Rian looked at me over his drawing.

I flipped over one of my mother’s letters and answered, “Reading.”

It was a painful process, sifting through her words. Thousands and thousands of words. Difficult facing her pain, her hurt, her regret. Facing my own. The burden of not forgiving. The life and love that could have been, but never would.

Rian snorted. “You don’t read.”

I glanced up from my stack of old letters and noticed him drawing that same girl in the faint pink glow of the neon Dublin Ink sign.

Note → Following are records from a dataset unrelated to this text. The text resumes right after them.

// Copyright (c) Meta Platforms, Inc. and affiliates.
//
// This source code is dual-licensed under either the MIT license found in the
// LICENSE-MIT file in the root directory of this source tree or the Apache
// License, Version 2.0 found in the LICENSE-APACHE file in the root directory
// of this source tree. You may select, at your option, one of the above-listed licenses.

//! The fixed-width identifier used both as map key and as ORAM block identifier.

use crate::ct::ct_cmp;
use duplicate::duplicate_item;
use subtle::{Choice, ConditionallySelectable, ConstantTimeEq, ConstantTimeGreater, ConstantTimeLess};

/// The size in bytes of a `Bid`.
pub const BID_SIZE: usize = 16;

/// A 16-byte key, ordered as a big-endian unsigned integer.
/// The all-zero value is reserved to mean "no node".
#[derive(Clone, Copy, Default, PartialEq, Eq, PartialOrd, Ord, Hash)]
pub struct Bid([u8; BID_SIZE]);

impl Bid {
    /// The reserved absent identifier.
    pub const ZERO: Bid = Bid([0u8; BID_SIZE]);

    /// Instantiates a `Bid` from its big-endian bytes.
    pub fn new(bytes: [u8; BID_SIZE]) -> Self {
        Self(bytes)
    }

    /// The big-endian bytes of this identifier.
    pub fn as_bytes(&self) -> &[u8; BID_SIZE] {
        &self.0
    }

    /// Whether this is the absent sentinel. Not constant-time; for public data only.
    pub fn is_zero(&self) -> bool {
        *self == Self::ZERO
    }

    /// Whether this is the absent sentinel, in constant time.
    pub fn ct_is_zero(&self) -> Choice {
        self.ct_eq(&Self::ZERO)
    }

    /// Constant-time three-way comparison: -1, 0 or 1.
    pub fn ct_cmp(&self, other: &Self) -> i8 {
        ct_cmp(self, other)
    }

    /// The low 64 bits of the identifier, used by the diagnostics.
    pub fn low_u64(&self) -> u64 {
        self.halves().1
    }

    fn halves(&self) -> (u64, u64) {
        let mut high = [0u8; 8];
        let mut low = [0u8; 8];
        high.copy_from_slice(&self.0[..8]);
        low.copy_from_slice(&self.0[8..]);
        (u64::from_be_bytes(high), u64::from_be_bytes(low))
    }
}

#[duplicate_item(
    int_type;
    [u8];
    [u16];
    [u32];
    [u64];
)]
impl From<int_type> for Bid {
    fn from(value: int_type) -> Self {
        let mut bytes = [0u8; BID_SIZE];
        bytes[BID_SIZE - 8..].copy_from_slice(&u64::from(value).to_be_bytes());
        Self(bytes)
    }
}

impl ConstantTimeEq for Bid {
    fn ct_eq(&self, other: &Self) -> Choice {
        self.0[..].ct_eq(&other.0[..])
    }
}

impl ConstantTimeGreater for Bid {
    fn ct_gt(&self, other: &Self) -> Choice {
        let (self_high, self_low) = self.halves();
        let (other_high, other_low) = other.halves();
        self_high.ct_gt(&other_high) | (self_high.ct_eq(&other_high) & self_low.ct_gt(&other_low))
    }
}

impl ConstantTimeLess for Bid {}

impl ConditionallySelectable for Bid {
    fn conditional_select(a: &Self, b: &Self, choice: Choice) -> Self {
        let mut result = Bid::ZERO;
        for i in 0..BID_SIZE {
            result.0[i] = u8::conditional_select(&a.0[i], &b.0[i], choice);
        }
        result
    }
}

impl std::fmt::Debug for Bid {
    fn fmt(&self, f: &mut std::fmt::Formatter<'_>) -> std::fmt::Result {
        let (high, low) = self.halves();
        if high == 0 {
            write!(f, "Bid({})", low)
        } else {
            write!(f, "Bid({:#018x}{:016x})", high, low)
        }
    }
}

impl std::fmt::Display for Bid {
    fn fmt(&self, f: &mut std::fmt::Formatter<'_>) -> std::fmt::Result {
        let (high, low) = self.halves();
        if high == 0 {
            write!(f, "{}", low)
        } else {
            write!(f, "{:#018x}{:016x}", high, low)
        }
    }
}
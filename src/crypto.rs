// Copyright (c) Meta Platforms, Inc. and affiliates.
//
// This source code is dual-licensed under either the MIT license found in the
// LICENSE-MIT file in the root directory of this source tree or the Apache
// License, Version 2.0 found in the LICENSE-APACHE file in the root directory
// of this source tree. You may select, at your option, one of the above-listed licenses.

//! Authenticated encryption of buckets.
//!
//! A ciphertext is a fresh 12-byte nonce followed by the AES-128-GCM output
//! (plaintext-sized body and 16-byte tag). Every write re-encrypts under a new
//! nonce, so rewriting unchanged contents produces a different ciphertext.
//!
//! The heap index of the bucket is authenticated as associated data, so a ciphertext
//! moved to another bucket fails to decrypt. Replaying an older ciphertext of the
//! same bucket is not detected.

use crate::{OmapError, TreeIndex};
use aes_gcm::{
    aead::{Aead, KeyInit, Payload},
    Aes128Gcm, Nonce,
};
use rand::{CryptoRng, RngCore};

/// The size of the bucket encryption key.
pub const KEY_SIZE: usize = 16;
/// The size of the nonce prepended to each ciphertext.
pub const NONCE_SIZE: usize = 12;
/// The size of the authentication tag.
pub const TAG_SIZE: usize = 16;

/// The secret key under which every bucket is encrypted.
pub type SecretKey = [u8; KEY_SIZE];

/// Encrypts and authenticates buckets under a single secret key.
pub struct BucketCipher {
    cipher: Aes128Gcm,
}

impl BucketCipher {
    /// A cipher keyed by `secret_key`.
    pub fn new(secret_key: &SecretKey) -> Result<Self, OmapError> {
        let cipher = Aes128Gcm::new_from_slice(secret_key)
            .map_err(|_| OmapError::InvalidConfigurationError)?;
        Ok(Self { cipher })
    }

    /// The size of the ciphertext of a `plaintext_size`-byte plaintext.
    pub const fn ciphertext_size(plaintext_size: usize) -> usize {
        NONCE_SIZE + plaintext_size + TAG_SIZE
    }

    /// Encrypts `plaintext`, the contents of bucket `index`, under a fresh random nonce.
    pub fn encrypt<R: RngCore + CryptoRng>(
        &self,
        plaintext: &[u8],
        index: TreeIndex,
        rng: &mut R,
    ) -> Result<Vec<u8>, OmapError> {
        let mut nonce = [0u8; NONCE_SIZE];
        rng.fill_bytes(&mut nonce);
        let payload = Payload {
            msg: plaintext,
            aad: &index.to_be_bytes(),
        };
        let body = self
            .cipher
            .encrypt(Nonce::from_slice(&nonce), payload)
            .map_err(|_| OmapError::CryptoError)?;

        let mut result = Vec::with_capacity(NONCE_SIZE + body.len());
        result.extend_from_slice(&nonce);
        result.extend_from_slice(&body);
        Ok(result)
    }

    /// Authenticates and decrypts a ciphertext that `encrypt` produced for bucket `index`.
    pub fn decrypt(&self, ciphertext: &[u8], index: TreeIndex) -> Result<Vec<u8>, OmapError> {
        if ciphertext.len() < NONCE_SIZE + TAG_SIZE {
            return Err(OmapError::CryptoError);
        }
        let (nonce, body) = ciphertext.split_at(NONCE_SIZE);
        let payload = Payload {
            msg: body,
            aad: &index.to_be_bytes(),
        };
        self.cipher
            .decrypt(Nonce::from_slice(nonce), payload)
            .map_err(|_| OmapError::CryptoError)
    }
}

impl std::fmt::Debug for BucketCipher {
    fn fmt(&self, f: &mut std::fmt::Formatter<'_>) -> std::fmt::Result {
        f.write_str("BucketCipher")
    }
}
// Copyright (c) Meta Platforms, Inc. and affiliates.
//
// This source code is dual-licensed under either the MIT license found in the
// LICENSE-MIT file in the root directory of this source tree or the Apache
// License, Version 2.0 found in the LICENSE-APACHE file in the root directory
// of this source tree. You may select, at your option, one of the above-listed licenses.

//! A fixed-size, obliviously accessed Path ORAM stash.
//!
//! The first `path_size` slots receive the decrypted contents of the path being
//! accessed and are emptied again by the eviction that follows. The remaining
//! `overflow_size` slots hold the blocks that did not fit back into the tree.

use crate::{
    bid::Bid,
    bucket::Bucket,
    bucket_store::BucketStore,
    crypto::BucketCipher,
    node::Node,
    utils::{bitonic_sort_by_keys, bucket_on_path, leaf_tree_index, shared_path_depth},
    BucketSize, Leaf, OmapError, StashSize, TreeHeight, TreeIndex,
};
use rand::{CryptoRng, RngCore};
use subtle::{Choice, ConditionallySelectable, ConstantTimeEq, ConstantTimeGreater};

const UNASSIGNED: TreeIndex = TreeIndex::MAX;
const OVERFLOW: TreeIndex = TreeIndex::MAX - 1;

#[derive(Debug)]
pub(crate) struct ObliviousStash {
    blocks: Vec<Node>,
    path_size: StashSize,
    overflow_size: StashSize,
}

impl ObliviousStash {
    pub fn new(path_size: StashSize, overflow_size: StashSize) -> Result<Self, OmapError> {
        let num_stash_blocks: usize = (path_size + overflow_size).try_into()?;

        Ok(Self {
            blocks: vec![Node::dummy(); num_stash_blocks],
            path_size,
            overflow_size,
        })
    }

    /// Decrypts the path ending at `leaf` into the path region of the stash.
    pub fn read_from_path<const Z: BucketSize, S: BucketStore>(
        &mut self,
        physical_memory: &mut S,
        cipher: &BucketCipher,
        height: TreeHeight,
        leaf: Leaf,
    ) -> Result<(), OmapError> {
        let leaf_index = leaf_tree_index(leaf, height);
        let ciphertexts = physical_memory.read_path(leaf_index)?;

        for (depth, ciphertext) in (0..=height).zip(ciphertexts.iter()) {
            let index = bucket_on_path(leaf_index, depth, height);
            let bucket = Bucket::<Z>::from_bytes(&cipher.decrypt(ciphertext, index)?)?;
            let first_slot = Z * usize::try_from(depth)?;
            self.blocks[first_slot..first_slot + Z].copy_from_slice(&bucket.blocks);
        }

        Ok(())
    }

    /// Removes the real block `id` from the stash, if present and if `active` is set.
    pub fn take(&mut self, id: &Bid, active: Choice) -> (Choice, Node) {
        let mut result = Node::dummy();
        let mut found: Choice = 0.into();

        for block in &mut self.blocks {
            let is_requested = active & !block.ct_is_dummy() & block.key.ct_eq(id);
            result.conditional_assign(block, is_requested);
            found |= is_requested;
            block.conditional_mark_dummy(is_requested);
        }

        (found, result)
    }

    /// Places `node` in a free overflow slot when `active` is set.
    pub fn insert(&mut self, node: &Node, active: Choice) -> Result<(), OmapError> {
        let mut placed = !active;

        for block in self.blocks.iter_mut().skip(self.path_size.try_into()?) {
            let should_place = block.ct_is_dummy() & !placed;
            block.conditional_assign(node, should_place);
            placed |= should_place;
        }

        // Only a full stash leaves a real node unplaced, and that is fatal.
        if bool::from(!placed) {
            return Err(OmapError::StashOverflowError(self.overflow_size));
        }
        Ok(())
    }

    /// Evicts as many blocks as possible onto the path ending at `leaf`, re-encrypting every bucket.
    pub fn write_to_path<const Z: BucketSize, S: BucketStore, R: RngCore + CryptoRng>(
        &mut self,
        physical_memory: &mut S,
        cipher: &BucketCipher,
        height: TreeHeight,
        leaf: Leaf,
        rng: &mut R,
    ) -> Result<(), OmapError> {
        let position = leaf_tree_index(leaf, height);
        let bucket_size = u64::try_from(Z)?;
        let mut level_assignments = vec![UNASSIGNED; self.blocks.len()];
        let mut level_counts = vec![0u64; usize::try_from(height)? + 1];

        // The deepest level each block may occupy on this path.
        let mut deepest_levels = Vec::with_capacity(self.blocks.len());
        for block in &self.blocks {
            // Set up valid but meaningless input in case `block` is a dummy.
            let an_arbitrary_leaf: Leaf = 0;
            let block_leaf = Leaf::conditional_select(&block.pos, &an_arbitrary_leaf, block.ct_is_dummy());
            deepest_levels.push(shared_path_depth(block_leaf, leaf, height));
        }

        // Fill levels from the leaf upward, each with any unassigned block allowed that deep.
        for level in (0..=height).rev() {
            let count = &mut level_counts[usize::try_from(level)?];
            for (i, block) in self.blocks.iter().enumerate() {
                let full = count.ct_eq(&bucket_size);
                let unassigned = level_assignments[i].ct_eq(&UNASSIGNED);
                let deep_enough = !level.ct_gt(&deepest_levels[i]);
                let should_assign = !block.ct_is_dummy() & unassigned & deep_enough & !full;

                level_assignments[i].conditional_assign(&level, should_assign);
                count.conditional_assign(&(*count + 1), should_assign);
            }
        }

        // Real blocks that found no room stay in the overflow region.
        for (i, block) in self.blocks.iter().enumerate() {
            let should_overflow = !block.ct_is_dummy() & level_assignments[i].ct_eq(&UNASSIGNED);
            level_assignments[i].conditional_assign(&OVERFLOW, should_overflow);
        }

        // Assign dummy blocks to the remaining non-full buckets until all buckets are full.
        for (i, block) in self.blocks.iter().enumerate() {
            let block_free = block.ct_is_dummy();

            let mut assigned: Choice = 0.into();
            for (level, count) in level_counts.iter_mut().enumerate() {
                let full = count.ct_eq(&bucket_size);
                let no_op = assigned | full | !block_free;

                level_assignments[i].conditional_assign(&(u64::try_from(level))?, !no_op);
                count.conditional_assign(&(*count + 1), !no_op);
                assigned |= !no_op;
            }
        }

        let mut exists_unfilled_levels: Choice = 0.into();
        for count in level_counts.iter() {
            exists_unfilled_levels |= !count.ct_eq(&bucket_size);
        }
        // Too few free slots to pad the path means the overflow region is exhausted.
        if exists_unfilled_levels.into() {
            return Err(OmapError::StashOverflowError(self.overflow_size));
        }

        bitonic_sort_by_keys(&mut self.blocks, &mut level_assignments);

        // Write the first Z * (height + 1) blocks into slots in the tree.
        let mut ciphertexts = Vec::with_capacity(usize::try_from(height)? + 1);
        for depth in 0..=usize::try_from(height)? {
            let mut new_bucket: Bucket<Z> = Bucket::default();

            for slot_number in 0..Z {
                let stash_index = depth * Z + slot_number;

                new_bucket.blocks[slot_number] = self.blocks[stash_index];
                self.blocks[stash_index] = Node::dummy();
            }

            let index = bucket_on_path(position, u64::try_from(depth)?, height);
            ciphertexts.push(cipher.encrypt(&new_bucket.to_bytes(), index, rng)?);
        }
        physical_memory.write_path(position, ciphertexts)?;

        Ok(())
    }

    /// Finds `id` without modifying the stash. Not oblivious.
    pub fn peek(&self, id: &Bid) -> Option<Node> {
        self.blocks
            .iter()
            .find(|block| !block.is_dummy() && block.key == *id)
            .copied()
    }

    /// The number of real blocks held by the stash.
    pub fn occupancy(&self) -> Result<StashSize, OmapError> {
        let occupied = self.blocks.iter().filter(|block| !block.is_dummy()).count();
        Ok(StashSize::try_from(occupied)?)
    }
}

“Yeah, and you don’t draw real people.”

This earned me a smirk over my friend’s shoulder.

“So what are you reading?” he asked.

“So who are you drawing?”

Rian grinned and returned to his work. For a few minutes more I read on in silence. Then I set the letters aside, dragged my legs off the edge of my nan’s old floral couch, and leaned forward, elbows on my knees.

“Hey, can I ask you something?”

Rian answered, “I’m not high on anything, alright? She just won’t get out of my head. And…and I still haven’t quite got her nailed down. Though, if you want get high?”

Again Rian drew his normally fixed attention away from his paper and raised his eyebrows up and down to tempt me.

When he saw my downturned face, he rolled his eyes. “I’m not dealing, alright? I see how you guys have been looking at me—”

“It’s not that,” I said.

“I know I’ve kind of been fixed on one subject for a while now, but—”

“Really Rian.”

“And I told you where that cash came from, the cash I paid for my share of the Dublin Ink bills last week.”

“I don’t think you’re dealing again,” I said, though maybe that wasn’t entirely true. I’d been so focused on Rachel that maybe I hadn’t been paying close enough attention to my friend who had a troubled past with drugs.

I knew he wasn’t sleeping well. I knew he was gone more often. I knew he wasn’t quite himself: a little more distant, a little more moody, a little more tortured. But I didn’t know why. I could only hope it wasn’t serious.

“I’m teaching,” Rian said. “Like I told you. And she’s real. Whatever her name is.”

I looked at my friend. His eyes were clear even if there were bags beneath them. He was sitting calmly even if his bottom lip was between his teeth. He was meeting my gaze earnestly even if I could see a whole other world just there beneath the surface of his green eyes.

“I was wondering if you could tell me about my wedding,” I said with a gentle smile.

Rian frowned, then he pushed back his stool and stood. “I guess it’s more of a whiskey night then.”

He brought a bottle and two glasses to the coffee table. I took one and he cupped the other as he perched himself on the arm of a high-backed leather chair all scratched and faded. He drummed his fingers awkwardly and shrugged.

“What do you want to know?” he asked.

I laughed.

“I don’t know,” I answered honestly. “I mean, I don’t remember shite. Like shite all. And Rachel said that she remembered and she told me about it, but…”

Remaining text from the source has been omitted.